Today, young Mr. Boudin says he used to be "angry" about his parents' imprisonment, but "now I'm not angry." He's just sad. "I'm sad that my parents have to suffer what they have to suffer on a daily basis, that millions of other people have to suffer as well." No word as to whether he's sad about the two cops his parents helped murder in 1981.
As for what his parents did, it's pretty clear Mr. Boudin is fully on board with the family tradition of communism. "We have a different name for the war we're fighting now — now we call it the war on terrorism, then they called it the war on communism." Whatever they call it, you can bet Comrade Boudin is on the other side.
It's hard to see the news value — front page in the New York Times — of this story, but there is a point — as the Times tries to drive home: Institutions created to guard Western civilization have been co-opted by its enemies to undermine it.

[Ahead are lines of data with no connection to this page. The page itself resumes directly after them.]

use crate::filters::Filters;
use serde::{Deserialize, Serialize};

/// Front-end mirror of the backend-persisted settings. The on-disk form is
/// owned by the backend; this struct only ever round-trips through the
/// bridge, and in memory it always equals the last value the backend
/// acknowledged (except inside an open settings dialog draft).
#[derive(Debug, Clone, PartialEq, Serialize, Deserialize)]
#[serde(rename_all = "camelCase", default)]
pub struct Settings {
    pub game: String,
    pub last_game: String,
    pub language: String,
    pub enable_debug_logging: bool,
    pub update_masterlist: bool,
    pub games: Vec<GameSettings>,
    pub filters: Filters,
}

impl Default for Settings {
    fn default() -> Self {
        Self {
            game: "auto".to_string(),
            last_game: String::new(),
            language: "en".to_string(),
            enable_debug_logging: false,
            update_masterlist: true,
            games: Vec::new(),
            filters: Filters::default(),
        }
    }
}

impl Settings {
    pub fn game_name(&self, folder: &str) -> String {
        self.games
            .iter()
            .find(|game| game.folder == folder)
            .map(|game| game.name.clone())
            .unwrap_or_else(|| folder.to_string())
    }
}

#[derive(Debug, Clone, PartialEq, Default, Serialize, Deserialize)]
#[serde(rename_all = "camelCase", default)]
pub struct GameSettings {
    pub name: String,
    pub folder: String,
    #[serde(rename = "type")]
    pub game_type: String,
    pub master: String,
    pub repo: String,
    pub branch: String,
    pub path: String,
    pub registry: String,
}

#[derive(Debug, Clone, Copy, PartialEq, Eq)]
pub enum SettingsRow {
    DefaultGame,
    Language,
    EnableDebugLogging,
    UpdateMasterlist,
}

pub const SETTINGS_ROWS: &[SettingsRow] = &[
    SettingsRow::DefaultGame,
    SettingsRow::Language,
    SettingsRow::EnableDebugLogging,
    SettingsRow::UpdateMasterlist,
];

const LANGUAGES: &[&str] = &["en", "de", "es", "fr", "fi", "pl", "pt_BR", "ru", "zh_CN"];

/// Editable copy of the settings shown in the settings dialog. The stored
/// settings stay untouched until the draft is committed through the
/// backend; cancelling the dialog just drops the draft.
#[derive(Debug, Clone, PartialEq)]
pub struct SettingsDraft {
    pub candidate: Settings,
    pub selected: usize,
}

impl SettingsDraft {
    pub fn new(stored: Settings) -> Self {
        Self {
            candidate: stored,
            selected: 0,
        }
    }

    pub fn into_candidate(self) -> Settings {
        self.candidate
    }

    pub fn selected_row(&self) -> SettingsRow {
        SETTINGS_ROWS[self.selected.min(SETTINGS_ROWS.len() - 1)]
    }

    pub fn select_next(&mut self) {
        self.selected = (self.selected + 1) % SETTINGS_ROWS.len();
    }

    pub fn select_previous(&mut self) {
        self.selected = self
            .selected
            .checked_sub(1)
            .unwrap_or(SETTINGS_ROWS.len() - 1);
    }

    /// Cycle or toggle the value of the selected row.
    pub fn cycle_selected(&mut self) {
        match self.selected_row() {
            SettingsRow::DefaultGame => {
                let mut folders: Vec<String> = vec!["auto".to_string()];
                folders.extend(self.candidate.games.iter().map(|g| g.folder.clone()));
                let current = folders
                    .iter()
                    .position(|folder| *folder == self.candidate.game)
                    .unwrap_or(0);
                self.candidate.game = folders[(current + 1) % folders.len()].clone();
            }
            SettingsRow::Language => {
                let current = LANGUAGES
                    .iter()
                    .position(|language| *language == self.candidate.language)
                    .unwrap_or(0);
                self.candidate.language = LANGUAGES[(current + 1) % LANGUAGES.len()].to_string();
            }
            SettingsRow::EnableDebugLogging => {
                self.candidate.enable_debug_logging = !self.candidate.enable_debug_logging;
            }
            SettingsRow::UpdateMasterlist => {
                self.candidate.update_masterlist = !self.candidate.update_masterlist;
            }
        }
    }

    pub fn row_label(row: SettingsRow) -> &'static str {
        match row {
            SettingsRow::DefaultGame => "Default game",
            SettingsRow::Language => "Language",
            SettingsRow::EnableDebugLogging => "Enable debug logging",
            SettingsRow::UpdateMasterlist => "Update masterlist before sorting",
        }
    }

    pub fn row_value(&self, row: SettingsRow) -> String {
        match row {
            SettingsRow::DefaultGame => self.candidate.game.clone(),
            SettingsRow::Language => self.candidate.language.clone(),
            SettingsRow::EnableDebugLogging => on_off(self.candidate.enable_debug_logging),
            SettingsRow::UpdateMasterlist => on_off(self.candidate.update_masterlist),
        }
    }
}

fn on_off(value: bool) -> String {
    let label = if value { "on" } else { "off" };
    label.to_string()
}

The Rhodes Scholarships are merely one example. Founded by South African diamond magnate Cecil Rhodes to create an elite of Oxford-educated Anglo-Saxons who would rule the world, the scholarships are now given to non-Western or anti-Western oddballs. The Times mentions one Kamyar Cyrus Habib, a blind photographer; Marianna Ofusu, a Howard University expert on Latin American dancing; and Devi Shridhar, who has published a book on Indian myths and "has been admitted to medical school." All very impressive, no doubt, but you have to wonder what ever happened to the Anglo-Saxon elite Rhodes wanted to set up?
What happened to it is that it destroyed itself. Neither the Rhodes Scholarships nor any of the other institutions it created and controlled would have fallen out of its power if the elite itself had not allowed those who hate it and want to destroy it to seize them.
"That's one of the wonderful things about institutions, they adapt to the times," chirps University of Chicago law professor Dennis Hutchinson, a former Rhodes Scholar who heads the Midwest selection committee for the Rhodes Trust. The elite has adapted itself virtually out of existence — and the society it was supposed to protect along with it.
No government ever "falls," wrote Lenin, the Boudin family's tutor, unless it is first "dropped," and the same is true of civilizations. The great secret of all revolution is to get the ruling class to drop the instruments of its power.
Young Comrade Boudin, a Phi Beta Kappa graduate of Yale who overcame both dyslexia and epilepsy, is obviously a clever chap, and no doubt he deserves the scholarship he won.
But no one should be surprised if in the not-too-distant future what remains of Western civilization hears from him again - when he and his unrepentant comrades in terrorism or communism, or whatever name we give it, have taken all the power our ruling class has allowed them to take and use it for their own purposes.